» Task to carry out
What lines in the records below mention "write"? List them all.

[Stored items]
※
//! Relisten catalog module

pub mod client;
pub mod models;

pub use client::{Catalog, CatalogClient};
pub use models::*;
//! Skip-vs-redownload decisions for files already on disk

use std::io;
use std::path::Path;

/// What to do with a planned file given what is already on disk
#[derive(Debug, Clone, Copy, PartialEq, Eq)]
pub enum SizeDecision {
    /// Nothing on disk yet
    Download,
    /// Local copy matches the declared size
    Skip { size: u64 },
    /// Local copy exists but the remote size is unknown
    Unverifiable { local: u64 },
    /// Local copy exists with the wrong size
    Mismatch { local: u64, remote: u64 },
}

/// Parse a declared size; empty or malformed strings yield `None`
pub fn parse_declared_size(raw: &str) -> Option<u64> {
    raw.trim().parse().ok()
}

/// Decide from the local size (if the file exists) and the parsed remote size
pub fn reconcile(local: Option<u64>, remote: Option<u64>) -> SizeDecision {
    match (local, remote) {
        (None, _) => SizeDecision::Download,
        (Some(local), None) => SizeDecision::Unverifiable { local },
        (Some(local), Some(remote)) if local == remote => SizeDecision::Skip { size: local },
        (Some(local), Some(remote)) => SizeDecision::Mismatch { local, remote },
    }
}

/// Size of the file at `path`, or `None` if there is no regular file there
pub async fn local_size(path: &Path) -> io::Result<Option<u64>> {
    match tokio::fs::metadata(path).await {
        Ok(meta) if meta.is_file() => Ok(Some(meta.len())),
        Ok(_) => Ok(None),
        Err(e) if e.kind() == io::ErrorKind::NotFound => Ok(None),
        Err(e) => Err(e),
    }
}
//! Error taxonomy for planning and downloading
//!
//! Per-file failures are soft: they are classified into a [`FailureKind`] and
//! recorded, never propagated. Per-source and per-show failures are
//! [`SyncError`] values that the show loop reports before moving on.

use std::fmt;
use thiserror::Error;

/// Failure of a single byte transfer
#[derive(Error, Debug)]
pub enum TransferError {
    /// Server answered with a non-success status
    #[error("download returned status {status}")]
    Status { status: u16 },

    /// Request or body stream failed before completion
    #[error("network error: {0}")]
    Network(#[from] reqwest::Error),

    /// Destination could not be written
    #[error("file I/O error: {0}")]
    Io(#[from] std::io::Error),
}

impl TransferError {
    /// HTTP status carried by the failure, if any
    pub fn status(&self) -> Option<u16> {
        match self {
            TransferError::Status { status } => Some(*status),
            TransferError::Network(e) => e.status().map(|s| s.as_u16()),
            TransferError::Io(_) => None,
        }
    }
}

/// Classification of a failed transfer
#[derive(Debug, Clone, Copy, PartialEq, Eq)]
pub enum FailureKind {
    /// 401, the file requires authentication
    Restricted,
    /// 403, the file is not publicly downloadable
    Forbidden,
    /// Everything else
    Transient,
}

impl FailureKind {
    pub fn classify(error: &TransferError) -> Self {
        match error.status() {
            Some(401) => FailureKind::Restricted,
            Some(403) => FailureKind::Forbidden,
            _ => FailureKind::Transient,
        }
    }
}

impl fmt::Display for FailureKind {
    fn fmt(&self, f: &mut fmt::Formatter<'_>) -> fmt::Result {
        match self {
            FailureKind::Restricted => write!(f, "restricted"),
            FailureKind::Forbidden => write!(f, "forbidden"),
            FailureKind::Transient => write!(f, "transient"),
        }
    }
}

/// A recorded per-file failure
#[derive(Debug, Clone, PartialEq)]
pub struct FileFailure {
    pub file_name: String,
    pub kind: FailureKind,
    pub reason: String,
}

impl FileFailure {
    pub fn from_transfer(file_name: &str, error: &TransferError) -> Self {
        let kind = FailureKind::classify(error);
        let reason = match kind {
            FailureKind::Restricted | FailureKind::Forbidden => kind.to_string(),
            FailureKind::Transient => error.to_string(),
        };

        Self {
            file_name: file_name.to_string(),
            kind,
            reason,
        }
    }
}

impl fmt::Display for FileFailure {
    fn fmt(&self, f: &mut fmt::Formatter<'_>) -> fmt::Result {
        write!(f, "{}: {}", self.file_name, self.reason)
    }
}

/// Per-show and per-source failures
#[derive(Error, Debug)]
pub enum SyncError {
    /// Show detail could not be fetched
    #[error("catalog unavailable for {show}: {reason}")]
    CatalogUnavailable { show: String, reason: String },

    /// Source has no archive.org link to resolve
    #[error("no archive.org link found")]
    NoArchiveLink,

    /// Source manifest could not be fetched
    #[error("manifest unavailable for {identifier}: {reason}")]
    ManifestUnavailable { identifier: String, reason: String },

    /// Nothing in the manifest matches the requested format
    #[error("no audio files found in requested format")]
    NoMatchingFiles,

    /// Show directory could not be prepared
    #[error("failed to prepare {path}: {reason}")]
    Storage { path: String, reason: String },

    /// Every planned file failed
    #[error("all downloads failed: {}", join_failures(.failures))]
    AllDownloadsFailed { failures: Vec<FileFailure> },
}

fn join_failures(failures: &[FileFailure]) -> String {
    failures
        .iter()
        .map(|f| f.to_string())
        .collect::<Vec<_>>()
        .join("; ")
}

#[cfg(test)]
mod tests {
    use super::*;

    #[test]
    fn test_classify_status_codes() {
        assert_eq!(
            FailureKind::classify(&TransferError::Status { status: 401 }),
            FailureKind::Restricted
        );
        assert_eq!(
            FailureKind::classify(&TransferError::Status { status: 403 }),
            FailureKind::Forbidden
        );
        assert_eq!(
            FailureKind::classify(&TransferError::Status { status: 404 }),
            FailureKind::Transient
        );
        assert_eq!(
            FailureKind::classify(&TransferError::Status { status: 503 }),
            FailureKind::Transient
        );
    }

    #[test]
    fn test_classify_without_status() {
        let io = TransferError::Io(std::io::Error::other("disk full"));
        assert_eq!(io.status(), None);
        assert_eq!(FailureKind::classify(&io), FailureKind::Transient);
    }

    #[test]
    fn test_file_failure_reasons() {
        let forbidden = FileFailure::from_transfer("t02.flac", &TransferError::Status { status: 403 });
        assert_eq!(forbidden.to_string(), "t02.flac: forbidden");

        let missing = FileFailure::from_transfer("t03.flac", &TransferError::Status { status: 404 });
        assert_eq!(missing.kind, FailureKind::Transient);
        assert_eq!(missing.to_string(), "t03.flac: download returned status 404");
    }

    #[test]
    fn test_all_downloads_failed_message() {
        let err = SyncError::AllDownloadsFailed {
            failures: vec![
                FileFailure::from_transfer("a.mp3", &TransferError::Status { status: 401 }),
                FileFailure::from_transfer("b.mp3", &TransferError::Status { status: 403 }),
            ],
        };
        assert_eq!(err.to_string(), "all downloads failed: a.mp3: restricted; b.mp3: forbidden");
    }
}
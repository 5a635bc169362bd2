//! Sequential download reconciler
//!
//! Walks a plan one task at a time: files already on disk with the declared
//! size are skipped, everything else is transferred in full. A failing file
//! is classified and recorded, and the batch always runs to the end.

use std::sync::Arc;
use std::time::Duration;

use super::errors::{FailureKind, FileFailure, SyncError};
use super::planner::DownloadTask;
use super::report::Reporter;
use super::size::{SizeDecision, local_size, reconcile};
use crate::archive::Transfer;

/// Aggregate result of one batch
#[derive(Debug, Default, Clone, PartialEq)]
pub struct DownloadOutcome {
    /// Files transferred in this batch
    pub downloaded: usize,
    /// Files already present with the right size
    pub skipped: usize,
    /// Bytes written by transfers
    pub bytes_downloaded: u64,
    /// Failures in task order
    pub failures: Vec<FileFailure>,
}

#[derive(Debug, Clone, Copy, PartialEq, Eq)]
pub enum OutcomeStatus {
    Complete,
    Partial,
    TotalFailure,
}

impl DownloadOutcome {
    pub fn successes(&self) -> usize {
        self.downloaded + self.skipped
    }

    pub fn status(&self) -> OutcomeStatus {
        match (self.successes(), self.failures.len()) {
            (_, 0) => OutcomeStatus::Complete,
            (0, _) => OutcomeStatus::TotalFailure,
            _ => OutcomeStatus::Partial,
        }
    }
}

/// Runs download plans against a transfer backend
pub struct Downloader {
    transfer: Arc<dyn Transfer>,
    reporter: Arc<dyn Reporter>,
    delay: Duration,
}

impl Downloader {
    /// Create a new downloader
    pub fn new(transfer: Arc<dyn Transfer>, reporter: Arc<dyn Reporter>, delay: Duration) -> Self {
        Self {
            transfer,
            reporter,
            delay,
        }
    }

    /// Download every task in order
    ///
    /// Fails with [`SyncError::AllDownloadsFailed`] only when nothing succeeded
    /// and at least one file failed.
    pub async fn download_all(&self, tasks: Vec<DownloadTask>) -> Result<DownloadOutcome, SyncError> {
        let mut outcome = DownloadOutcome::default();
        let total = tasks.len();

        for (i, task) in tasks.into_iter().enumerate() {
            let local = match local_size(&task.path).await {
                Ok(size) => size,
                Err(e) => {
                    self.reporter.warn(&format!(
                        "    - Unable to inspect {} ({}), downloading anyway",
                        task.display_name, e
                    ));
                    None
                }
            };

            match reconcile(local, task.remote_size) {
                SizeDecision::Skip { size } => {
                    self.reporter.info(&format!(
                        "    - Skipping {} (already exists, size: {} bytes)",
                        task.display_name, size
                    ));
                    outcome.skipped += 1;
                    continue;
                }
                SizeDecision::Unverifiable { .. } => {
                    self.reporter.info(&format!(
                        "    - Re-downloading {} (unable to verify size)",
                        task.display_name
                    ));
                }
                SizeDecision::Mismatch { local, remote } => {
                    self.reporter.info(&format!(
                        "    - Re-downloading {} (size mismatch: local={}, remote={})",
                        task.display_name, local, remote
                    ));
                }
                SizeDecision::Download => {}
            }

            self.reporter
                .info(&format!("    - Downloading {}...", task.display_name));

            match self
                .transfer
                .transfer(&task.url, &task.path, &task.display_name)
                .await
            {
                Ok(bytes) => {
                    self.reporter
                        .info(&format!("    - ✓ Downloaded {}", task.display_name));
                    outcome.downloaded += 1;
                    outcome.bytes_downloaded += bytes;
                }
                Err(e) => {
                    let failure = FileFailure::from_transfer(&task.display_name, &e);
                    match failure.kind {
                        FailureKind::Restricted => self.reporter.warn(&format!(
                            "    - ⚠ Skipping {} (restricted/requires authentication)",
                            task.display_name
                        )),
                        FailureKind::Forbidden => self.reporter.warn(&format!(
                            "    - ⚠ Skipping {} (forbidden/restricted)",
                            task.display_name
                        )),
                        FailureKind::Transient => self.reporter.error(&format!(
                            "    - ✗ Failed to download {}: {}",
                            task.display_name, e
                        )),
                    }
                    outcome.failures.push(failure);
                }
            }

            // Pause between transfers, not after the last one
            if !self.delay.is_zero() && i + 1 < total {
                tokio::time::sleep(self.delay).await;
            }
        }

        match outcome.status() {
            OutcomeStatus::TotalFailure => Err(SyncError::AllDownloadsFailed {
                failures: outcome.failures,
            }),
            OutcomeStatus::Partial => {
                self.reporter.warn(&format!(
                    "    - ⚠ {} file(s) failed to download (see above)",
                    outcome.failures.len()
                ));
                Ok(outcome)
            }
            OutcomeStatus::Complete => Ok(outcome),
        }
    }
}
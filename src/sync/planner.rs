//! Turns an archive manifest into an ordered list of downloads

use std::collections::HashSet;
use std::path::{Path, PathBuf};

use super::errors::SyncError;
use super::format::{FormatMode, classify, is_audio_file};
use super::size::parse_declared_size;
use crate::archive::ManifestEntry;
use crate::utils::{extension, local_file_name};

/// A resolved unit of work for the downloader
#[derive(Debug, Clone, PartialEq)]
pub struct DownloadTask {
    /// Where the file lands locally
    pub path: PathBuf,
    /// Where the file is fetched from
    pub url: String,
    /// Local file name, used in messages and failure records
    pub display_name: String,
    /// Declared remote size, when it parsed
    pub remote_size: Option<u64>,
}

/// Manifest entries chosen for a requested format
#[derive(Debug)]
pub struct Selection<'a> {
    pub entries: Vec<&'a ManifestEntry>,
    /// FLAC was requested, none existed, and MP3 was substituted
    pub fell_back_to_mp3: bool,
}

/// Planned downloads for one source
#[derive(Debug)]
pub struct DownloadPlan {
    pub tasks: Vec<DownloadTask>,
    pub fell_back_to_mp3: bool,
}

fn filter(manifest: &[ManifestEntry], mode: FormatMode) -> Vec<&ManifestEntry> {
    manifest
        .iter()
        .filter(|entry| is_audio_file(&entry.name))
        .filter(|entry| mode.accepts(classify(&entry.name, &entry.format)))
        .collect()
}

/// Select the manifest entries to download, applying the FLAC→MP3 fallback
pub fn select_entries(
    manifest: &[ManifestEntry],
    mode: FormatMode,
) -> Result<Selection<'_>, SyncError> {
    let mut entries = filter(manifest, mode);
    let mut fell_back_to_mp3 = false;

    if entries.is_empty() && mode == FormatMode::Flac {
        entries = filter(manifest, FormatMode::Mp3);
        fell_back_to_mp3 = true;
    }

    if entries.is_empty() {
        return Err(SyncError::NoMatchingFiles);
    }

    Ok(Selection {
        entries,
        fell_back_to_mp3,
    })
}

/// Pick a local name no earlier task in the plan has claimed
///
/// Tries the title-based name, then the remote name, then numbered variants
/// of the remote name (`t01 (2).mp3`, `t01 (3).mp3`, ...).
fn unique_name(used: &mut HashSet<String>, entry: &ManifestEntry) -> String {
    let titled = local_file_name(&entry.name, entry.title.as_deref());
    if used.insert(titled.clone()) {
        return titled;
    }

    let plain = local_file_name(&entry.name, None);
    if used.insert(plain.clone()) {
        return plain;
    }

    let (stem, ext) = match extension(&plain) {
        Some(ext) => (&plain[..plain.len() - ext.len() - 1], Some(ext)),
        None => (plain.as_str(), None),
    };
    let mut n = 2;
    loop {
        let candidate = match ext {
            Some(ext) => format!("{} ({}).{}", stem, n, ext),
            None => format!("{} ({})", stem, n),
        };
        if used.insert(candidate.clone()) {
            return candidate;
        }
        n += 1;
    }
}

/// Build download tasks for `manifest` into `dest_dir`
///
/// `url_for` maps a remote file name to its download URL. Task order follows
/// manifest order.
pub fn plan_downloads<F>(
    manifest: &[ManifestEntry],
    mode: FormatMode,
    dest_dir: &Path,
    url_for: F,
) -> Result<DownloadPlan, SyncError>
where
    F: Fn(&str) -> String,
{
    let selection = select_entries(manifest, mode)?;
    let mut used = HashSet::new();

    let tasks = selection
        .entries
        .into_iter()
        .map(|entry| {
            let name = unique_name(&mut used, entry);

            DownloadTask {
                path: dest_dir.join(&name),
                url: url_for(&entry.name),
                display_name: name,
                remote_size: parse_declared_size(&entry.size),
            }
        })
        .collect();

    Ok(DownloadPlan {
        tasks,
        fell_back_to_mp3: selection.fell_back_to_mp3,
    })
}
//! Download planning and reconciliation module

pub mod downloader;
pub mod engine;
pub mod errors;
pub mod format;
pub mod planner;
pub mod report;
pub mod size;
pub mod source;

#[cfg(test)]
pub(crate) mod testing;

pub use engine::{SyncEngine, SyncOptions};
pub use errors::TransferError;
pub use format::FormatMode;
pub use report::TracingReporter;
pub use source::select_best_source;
※
» Exercise output
            FailureKind::Restricted => write!(f, "restricted"),
            FailureKind::Forbidden => write!(f, "forbidden"),
            FailureKind::Transient => write!(f, "transient"),
        write!(f, "{}: {}", self.file_name, self.reason)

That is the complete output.